TASK DESCRIPTION
Every line below containing the word "Debug" should be found and copied.

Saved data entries
[Start of section]

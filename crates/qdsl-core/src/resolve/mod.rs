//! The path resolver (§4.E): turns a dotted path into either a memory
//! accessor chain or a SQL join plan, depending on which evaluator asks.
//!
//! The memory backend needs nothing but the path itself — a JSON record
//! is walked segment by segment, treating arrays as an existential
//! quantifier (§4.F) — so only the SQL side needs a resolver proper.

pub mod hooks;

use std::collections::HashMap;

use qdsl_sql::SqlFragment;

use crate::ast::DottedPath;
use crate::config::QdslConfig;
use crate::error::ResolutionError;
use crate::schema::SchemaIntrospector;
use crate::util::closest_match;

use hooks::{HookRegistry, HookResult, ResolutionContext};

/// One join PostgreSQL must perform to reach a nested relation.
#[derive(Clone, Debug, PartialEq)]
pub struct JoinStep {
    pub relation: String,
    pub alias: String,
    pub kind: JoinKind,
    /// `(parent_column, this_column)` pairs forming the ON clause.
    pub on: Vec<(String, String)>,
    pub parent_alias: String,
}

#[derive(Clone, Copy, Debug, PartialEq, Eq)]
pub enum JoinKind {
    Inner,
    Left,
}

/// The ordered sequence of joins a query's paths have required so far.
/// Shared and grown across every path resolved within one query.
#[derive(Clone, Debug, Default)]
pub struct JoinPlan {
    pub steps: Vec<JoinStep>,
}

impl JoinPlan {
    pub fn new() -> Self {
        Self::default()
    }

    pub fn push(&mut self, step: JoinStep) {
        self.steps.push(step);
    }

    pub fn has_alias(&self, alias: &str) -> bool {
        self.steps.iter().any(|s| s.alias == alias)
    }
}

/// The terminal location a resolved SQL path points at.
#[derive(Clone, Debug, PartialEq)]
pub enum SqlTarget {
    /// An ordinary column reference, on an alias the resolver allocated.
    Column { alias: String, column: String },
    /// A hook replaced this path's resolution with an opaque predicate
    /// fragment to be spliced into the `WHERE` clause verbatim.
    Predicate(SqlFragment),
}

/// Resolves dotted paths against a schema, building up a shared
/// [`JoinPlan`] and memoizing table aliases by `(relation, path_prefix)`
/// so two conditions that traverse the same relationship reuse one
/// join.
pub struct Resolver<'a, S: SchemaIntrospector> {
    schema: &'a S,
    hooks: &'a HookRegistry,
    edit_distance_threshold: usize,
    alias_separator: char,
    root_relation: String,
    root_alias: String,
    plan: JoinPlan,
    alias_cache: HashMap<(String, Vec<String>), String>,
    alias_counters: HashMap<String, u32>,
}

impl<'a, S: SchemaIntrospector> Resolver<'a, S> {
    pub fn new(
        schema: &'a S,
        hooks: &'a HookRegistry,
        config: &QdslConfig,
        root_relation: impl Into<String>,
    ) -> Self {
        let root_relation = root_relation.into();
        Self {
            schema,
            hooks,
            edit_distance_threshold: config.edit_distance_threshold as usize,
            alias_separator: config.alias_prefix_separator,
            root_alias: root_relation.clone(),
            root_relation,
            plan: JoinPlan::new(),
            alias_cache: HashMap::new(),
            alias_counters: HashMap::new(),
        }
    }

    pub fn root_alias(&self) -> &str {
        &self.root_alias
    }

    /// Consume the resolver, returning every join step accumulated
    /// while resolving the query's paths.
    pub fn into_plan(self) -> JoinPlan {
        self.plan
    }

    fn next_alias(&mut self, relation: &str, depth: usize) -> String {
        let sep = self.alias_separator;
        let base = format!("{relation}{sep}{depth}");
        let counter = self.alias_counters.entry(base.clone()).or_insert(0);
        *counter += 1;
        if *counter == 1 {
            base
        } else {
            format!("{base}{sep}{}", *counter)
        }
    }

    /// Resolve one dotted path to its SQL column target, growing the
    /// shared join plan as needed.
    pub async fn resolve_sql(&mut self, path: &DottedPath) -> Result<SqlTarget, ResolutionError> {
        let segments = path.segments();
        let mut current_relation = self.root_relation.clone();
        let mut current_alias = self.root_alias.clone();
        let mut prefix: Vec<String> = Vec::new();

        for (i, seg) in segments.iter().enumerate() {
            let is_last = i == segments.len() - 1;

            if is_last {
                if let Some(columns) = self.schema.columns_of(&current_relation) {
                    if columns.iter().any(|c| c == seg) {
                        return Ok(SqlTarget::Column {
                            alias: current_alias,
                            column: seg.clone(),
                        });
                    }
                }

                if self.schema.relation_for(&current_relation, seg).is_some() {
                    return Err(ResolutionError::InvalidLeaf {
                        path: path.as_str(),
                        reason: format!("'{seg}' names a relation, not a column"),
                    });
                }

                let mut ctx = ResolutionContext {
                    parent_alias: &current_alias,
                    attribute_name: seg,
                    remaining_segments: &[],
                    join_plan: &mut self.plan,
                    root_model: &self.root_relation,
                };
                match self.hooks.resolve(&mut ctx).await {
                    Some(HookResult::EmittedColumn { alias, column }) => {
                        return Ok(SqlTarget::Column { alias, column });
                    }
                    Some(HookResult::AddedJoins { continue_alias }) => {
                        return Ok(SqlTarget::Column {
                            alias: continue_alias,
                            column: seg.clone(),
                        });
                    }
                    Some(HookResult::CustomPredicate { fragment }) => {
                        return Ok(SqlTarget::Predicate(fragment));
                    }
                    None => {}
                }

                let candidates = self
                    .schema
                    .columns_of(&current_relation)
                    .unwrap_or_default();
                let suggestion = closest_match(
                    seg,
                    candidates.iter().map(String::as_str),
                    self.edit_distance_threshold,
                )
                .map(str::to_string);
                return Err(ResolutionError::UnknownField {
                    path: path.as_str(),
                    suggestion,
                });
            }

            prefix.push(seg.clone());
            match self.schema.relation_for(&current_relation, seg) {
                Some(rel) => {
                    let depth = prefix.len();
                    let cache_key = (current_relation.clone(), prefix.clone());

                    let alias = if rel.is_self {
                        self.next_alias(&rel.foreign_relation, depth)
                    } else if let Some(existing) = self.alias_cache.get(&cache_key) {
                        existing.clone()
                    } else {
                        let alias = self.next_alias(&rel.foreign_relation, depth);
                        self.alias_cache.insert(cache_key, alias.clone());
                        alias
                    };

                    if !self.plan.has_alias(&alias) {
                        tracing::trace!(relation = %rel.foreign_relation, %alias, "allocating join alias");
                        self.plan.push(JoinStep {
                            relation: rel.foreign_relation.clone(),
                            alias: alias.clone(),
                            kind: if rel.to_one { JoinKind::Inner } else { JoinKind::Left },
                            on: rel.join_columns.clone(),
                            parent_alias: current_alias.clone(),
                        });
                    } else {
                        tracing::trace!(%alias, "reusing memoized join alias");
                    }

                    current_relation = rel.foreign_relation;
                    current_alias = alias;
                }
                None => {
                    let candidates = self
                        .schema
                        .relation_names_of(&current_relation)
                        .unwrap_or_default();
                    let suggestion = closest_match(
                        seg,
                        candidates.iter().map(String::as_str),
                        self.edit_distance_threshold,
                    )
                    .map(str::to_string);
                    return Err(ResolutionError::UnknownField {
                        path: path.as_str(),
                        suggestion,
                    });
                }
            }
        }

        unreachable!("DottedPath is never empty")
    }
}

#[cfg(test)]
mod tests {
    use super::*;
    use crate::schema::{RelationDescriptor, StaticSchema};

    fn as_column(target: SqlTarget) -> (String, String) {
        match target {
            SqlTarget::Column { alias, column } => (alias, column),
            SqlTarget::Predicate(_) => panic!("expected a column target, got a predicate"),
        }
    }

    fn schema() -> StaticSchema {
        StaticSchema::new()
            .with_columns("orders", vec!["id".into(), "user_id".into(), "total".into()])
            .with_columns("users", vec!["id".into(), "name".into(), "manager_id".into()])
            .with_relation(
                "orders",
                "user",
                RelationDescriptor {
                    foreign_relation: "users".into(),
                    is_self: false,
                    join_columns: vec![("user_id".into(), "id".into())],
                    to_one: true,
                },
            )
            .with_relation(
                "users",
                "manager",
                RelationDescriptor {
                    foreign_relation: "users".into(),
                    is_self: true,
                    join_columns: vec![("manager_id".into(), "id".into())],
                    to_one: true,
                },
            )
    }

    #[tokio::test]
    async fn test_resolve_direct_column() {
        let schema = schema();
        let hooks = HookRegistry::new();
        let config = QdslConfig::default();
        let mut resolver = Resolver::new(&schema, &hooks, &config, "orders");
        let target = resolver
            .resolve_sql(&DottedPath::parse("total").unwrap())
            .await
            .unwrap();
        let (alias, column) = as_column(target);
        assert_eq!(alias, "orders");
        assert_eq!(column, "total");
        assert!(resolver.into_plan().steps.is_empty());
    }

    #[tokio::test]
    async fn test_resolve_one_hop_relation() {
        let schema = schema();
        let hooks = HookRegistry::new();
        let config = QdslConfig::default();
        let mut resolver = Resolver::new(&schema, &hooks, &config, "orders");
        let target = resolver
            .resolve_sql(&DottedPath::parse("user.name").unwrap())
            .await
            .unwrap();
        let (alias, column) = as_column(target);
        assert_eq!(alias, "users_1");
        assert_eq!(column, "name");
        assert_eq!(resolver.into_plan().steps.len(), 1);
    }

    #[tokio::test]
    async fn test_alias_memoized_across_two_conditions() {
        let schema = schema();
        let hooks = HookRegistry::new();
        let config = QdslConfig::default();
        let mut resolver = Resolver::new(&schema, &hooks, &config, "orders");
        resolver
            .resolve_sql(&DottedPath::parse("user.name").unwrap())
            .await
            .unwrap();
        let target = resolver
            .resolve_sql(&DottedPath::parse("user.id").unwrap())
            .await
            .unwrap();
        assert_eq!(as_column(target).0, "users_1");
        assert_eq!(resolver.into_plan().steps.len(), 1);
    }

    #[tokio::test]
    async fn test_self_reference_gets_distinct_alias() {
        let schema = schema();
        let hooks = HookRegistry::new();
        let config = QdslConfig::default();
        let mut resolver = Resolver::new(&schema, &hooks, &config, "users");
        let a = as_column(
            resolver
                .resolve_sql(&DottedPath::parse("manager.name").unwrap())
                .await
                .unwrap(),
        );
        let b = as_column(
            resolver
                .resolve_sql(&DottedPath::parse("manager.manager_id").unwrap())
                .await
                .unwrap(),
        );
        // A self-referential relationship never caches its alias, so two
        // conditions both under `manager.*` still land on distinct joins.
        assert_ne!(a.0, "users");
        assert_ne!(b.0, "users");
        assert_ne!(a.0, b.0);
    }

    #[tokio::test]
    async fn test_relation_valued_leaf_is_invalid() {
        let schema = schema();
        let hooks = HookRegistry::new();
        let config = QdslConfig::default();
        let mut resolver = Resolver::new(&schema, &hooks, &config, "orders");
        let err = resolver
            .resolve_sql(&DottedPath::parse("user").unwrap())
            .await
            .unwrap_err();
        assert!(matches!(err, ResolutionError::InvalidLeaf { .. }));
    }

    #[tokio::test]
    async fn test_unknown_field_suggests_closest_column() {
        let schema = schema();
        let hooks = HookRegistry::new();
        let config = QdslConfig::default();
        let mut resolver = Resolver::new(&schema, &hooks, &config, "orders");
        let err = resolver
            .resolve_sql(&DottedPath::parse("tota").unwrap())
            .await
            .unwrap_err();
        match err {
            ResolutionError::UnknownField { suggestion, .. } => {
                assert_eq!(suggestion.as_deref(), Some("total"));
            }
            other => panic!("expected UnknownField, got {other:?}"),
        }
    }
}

[End of section]

RESPONSE TO THE TASK
#[derive(Clone, Debug, PartialEq)]
#[derive(Clone, Copy, Debug, PartialEq, Eq)]
#[derive(Clone, Debug, Default)]
#[derive(Clone, Debug, PartialEq)]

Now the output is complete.